Stored data:
----------

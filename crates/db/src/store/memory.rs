//! In-process row store with the same query semantics as the HTTP one.
//!
//! Backs the test suites and the `STORE_BACKEND=memory` local mode. Unique
//! keys are declared up front; a colliding write fails with the same
//! `23505` error the hosted store returns, so conflict handling is exercised
//! end to end.

use std::cmp::Ordering;
use std::collections::HashMap;

use async_trait::async_trait;
use serde_json::{Map, Value};
use tokio::sync::RwLock;
use uuid::Uuid;

use super::{value_text, Direction, Filter, FilterOp, Query, RowStore, StoreError, UNIQUE_VIOLATION};

type Table = Vec<Map<String, Value>>;

/// Row store held in memory.
#[derive(Debug, Default)]
pub struct MemoryStore {
    tables: RwLock<HashMap<String, Table>>,
    unique_keys: HashMap<String, Vec<Vec<String>>>,
}

impl MemoryStore {
    pub fn new() -> Self {
        Self::default()
    }

    /// A store with the catalog's unique keys declared: one vote per
    /// (marker, user) and one product per (category, brand).
    pub fn catalog() -> Self {
        Self::new()
            .with_unique("votes", &["marker_id", "user_id"])
            .with_unique("markers", &["category_id", "brand_id"])
    }

    /// Declare a unique key. Rows with a null in any key column never collide.
    #[must_use]
    pub fn with_unique(mut self, table: &str, columns: &[&str]) -> Self {
        self.unique_keys
            .entry(table.to_string())
            .or_default()
            .push(columns.iter().map(ToString::to_string).collect());
        self
    }

    /// Preload rows verbatim (no ids or timestamps are generated).
    ///
    /// Non-object values are skipped.
    #[must_use]
    pub fn with_rows(mut self, table: &str, rows: Vec<Value>) -> Self {
        let target = self.tables.get_mut().entry(table.to_string()).or_default();
        target.extend(rows.into_iter().filter_map(|r| match r {
            Value::Object(map) => Some(map),
            _ => None,
        }));
        self
    }

    /// Load a seed document of the form `{ "table": [row, ...], ... }`.
    pub fn seeded(self, seed: Value) -> Result<Self, StoreError> {
        let Value::Object(tables) = seed else {
            return Err(StoreError::Api {
                status: 400,
                code: None,
                message: "Seed must be a JSON object keyed by table name".to_string(),
            });
        };
        Ok(tables.into_iter().fold(self, |store, (table, rows)| match rows {
            Value::Array(rows) => store.with_rows(&table, rows),
            _ => store,
        }))
    }

    /// Number of rows currently in `table`.
    pub async fn row_count(&self, table: &str) -> usize {
        self.tables.read().await.get(table).map_or(0, Vec::len)
    }

    fn check_unique(
        &self,
        table: &str,
        rows: &Table,
        candidate: &Map<String, Value>,
        skip: Option<usize>,
    ) -> Result<(), StoreError> {
        let Some(keys) = self.unique_keys.get(table) else {
            return Ok(());
        };
        for key in keys {
            let values: Option<Vec<String>> = key
                .iter()
                .map(|col| match candidate.get(col) {
                    None | Some(Value::Null) => None,
                    Some(v) => Some(value_text(v)),
                })
                .collect();
            let Some(values) = values else { continue };

            let clash = rows.iter().enumerate().any(|(i, row)| {
                Some(i) != skip
                    && key
                        .iter()
                        .zip(&values)
                        .all(|(col, want)| row.get(col).is_some_and(|v| !v.is_null() && value_text(v) == *want))
            });
            if clash {
                return Err(StoreError::Api {
                    status: 409,
                    code: Some(UNIQUE_VIOLATION.to_string()),
                    message: format!(
                        "duplicate key value violates unique constraint \"{table}_{}_key\"",
                        key.join("_")
                    ),
                });
            }
        }
        Ok(())
    }
}

fn now_text() -> Value {
    Value::String(chrono::Utc::now().to_rfc3339())
}

fn into_object(table: &str, row: Value) -> Result<Map<String, Value>, StoreError> {
    match row {
        Value::Object(map) => Ok(map),
        other => Err(StoreError::Api {
            status: 400,
            code: None,
            message: format!("Expected a JSON object for {table}, got {other}"),
        }),
    }
}

/// Fill in what the hosted store would default.
fn apply_insert_defaults(row: &mut Map<String, Value>) {
    row.entry("id")
        .or_insert_with(|| Value::String(Uuid::new_v4().to_string()));
    row.entry("created_at").or_insert_with(now_text);
    row.entry("updated_at").or_insert_with(now_text);
}

/// Order two scalars: numerically when both are numbers, textually otherwise.
fn compare_values(a: &Value, b: &Value) -> Option<Ordering> {
    match (a, b) {
        (Value::Null, _) | (_, Value::Null) => None,
        (Value::Number(x), Value::Number(y)) => x.as_f64()?.partial_cmp(&y.as_f64()?),
        (Value::Bool(x), Value::Bool(y)) => Some(x.cmp(y)),
        _ => {
            let (x, y) = (value_text(a), value_text(b));
            match (x.parse::<f64>(), y.parse::<f64>()) {
                (Ok(x), Ok(y)) => x.partial_cmp(&y),
                _ => Some(x.cmp(&y)),
            }
        }
    }
}

fn matches(filter: &Filter, row: &Map<String, Value>) -> bool {
    let cell = row.get(&filter.column).unwrap_or(&Value::Null);
    match filter.op {
        FilterOp::Eq if filter.value.is_null() => cell.is_null(),
        FilterOp::Eq => !cell.is_null() && value_text(cell) == value_text(&filter.value),
        FilterOp::In => match &filter.value {
            Value::Array(items) => {
                !cell.is_null() && items.iter().any(|v| value_text(v) == value_text(cell))
            }
            _ => false,
        },
        FilterOp::Gt => compare_values(cell, &filter.value) == Some(Ordering::Greater),
        FilterOp::Gte => matches!(
            compare_values(cell, &filter.value),
            Some(Ordering::Greater | Ordering::Equal)
        ),
        FilterOp::Lt => compare_values(cell, &filter.value) == Some(Ordering::Less),
        FilterOp::Lte => matches!(
            compare_values(cell, &filter.value),
            Some(Ordering::Less | Ordering::Equal)
        ),
    }
}

fn matches_all(query: &Query, row: &Map<String, Value>) -> bool {
    query.filters().iter().all(|f| matches(f, row))
}

/// Nulls sort last in either direction.
fn compare_rows(order: &[(String, Direction)], a: &Map<String, Value>, b: &Map<String, Value>) -> Ordering {
    for (col, dir) in order {
        let (x, y) = (
            a.get(col).unwrap_or(&Value::Null),
            b.get(col).unwrap_or(&Value::Null),
        );
        let ord = match (x.is_null(), y.is_null()) {
            (true, true) => Ordering::Equal,
            (true, false) => return Ordering::Greater,
            (false, true) => return Ordering::Less,
            (false, false) => {
                let ord = compare_values(x, y).unwrap_or(Ordering::Equal);
                match dir {
                    Direction::Asc => ord,
                    Direction::Desc => ord.reverse(),
                }
            }
        };
        if ord != Ordering::Equal {
            return ord;
        }
    }
    Ordering::Equal
}

fn merge(target: &mut Map<String, Value>, patch: Map<String, Value>) {
    for (k, v) in patch {
        target.insert(k, v);
    }
}

#[async_trait]
impl RowStore for MemoryStore {
    async fn select(&self, table: &str, query: &Query) -> Result<Vec<Value>, StoreError> {
        let tables = self.tables.read().await;
        let mut rows: Vec<&Map<String, Value>> = tables
            .get(table)
            .map(|t| t.iter().filter(|r| matches_all(query, r)).collect())
            .unwrap_or_default();

        rows.sort_by(|a, b| compare_rows(query.ordering(), a, b));
        let limit = query.row_limit().unwrap_or(usize::MAX);

        Ok(rows
            .into_iter()
            .take(limit)
            .map(|r| Value::Object(r.clone()))
            .collect())
    }

    async fn insert(&self, table: &str, row: Value) -> Result<Value, StoreError> {
        let mut row = into_object(table, row)?;
        apply_insert_defaults(&mut row);

        let mut tables = self.tables.write().await;
        let rows = tables.entry(table.to_string()).or_default();
        self.check_unique(table, rows, &row, None)?;
        rows.push(row.clone());
        Ok(Value::Object(row))
    }

    async fn update(
        &self,
        table: &str,
        query: &Query,
        patch: Value,
    ) -> Result<Vec<Value>, StoreError> {
        let patch = into_object(table, patch)?;
        let mut tables = self.tables.write().await;
        let Some(rows) = tables.get_mut(table) else {
            return Ok(Vec::new());
        };

        let targets: Vec<usize> = rows
            .iter()
            .enumerate()
            .filter(|(_, r)| matches_all(query, r))
            .map(|(i, _)| i)
            .collect();

        let mut updated = Vec::with_capacity(targets.len());
        for i in targets {
            let mut next = rows[i].clone();
            merge(&mut next, patch.clone());
            self.check_unique(table, rows, &next, Some(i))?;
            rows[i] = next.clone();
            updated.push(Value::Object(next));
        }
        Ok(updated)
    }

    async fn upsert(
        &self,
        table: &str,
        row: Value,
        on_conflict: &[&str],
    ) -> Result<Value, StoreError> {
        let row = into_object(table, row)?;
        let mut tables = self.tables.write().await;
        let rows = tables.entry(table.to_string()).or_default();

        let existing = rows.iter().position(|r| {
            on_conflict.iter().all(|col| match (r.get(*col), row.get(*col)) {
                (Some(a), Some(b)) => !a.is_null() && value_text(a) == value_text(b),
                _ => false,
            })
        });

        match existing {
            Some(i) => {
                let mut next = rows[i].clone();
                merge(&mut next, row);
                self.check_unique(table, rows, &next, Some(i))?;
                rows[i] = next.clone();
                Ok(Value::Object(next))
            }
            None => {
                let mut row = row;
                apply_insert_defaults(&mut row);
                self.check_unique(table, rows, &row, None)?;
                rows.push(row.clone());
                Ok(Value::Object(row))
            }
        }
    }

    async fn ping(&self) -> Result<(), StoreError> {
        Ok(())
    }
}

----------

:: TRY IT ::
Copy, from the data above, every line where the word "targets" appears.

:: OUTPUT OF THE TASK ::
        let targets: Vec<usize> = rows
        let mut updated = Vec::with_capacity(targets.len());
        for i in targets {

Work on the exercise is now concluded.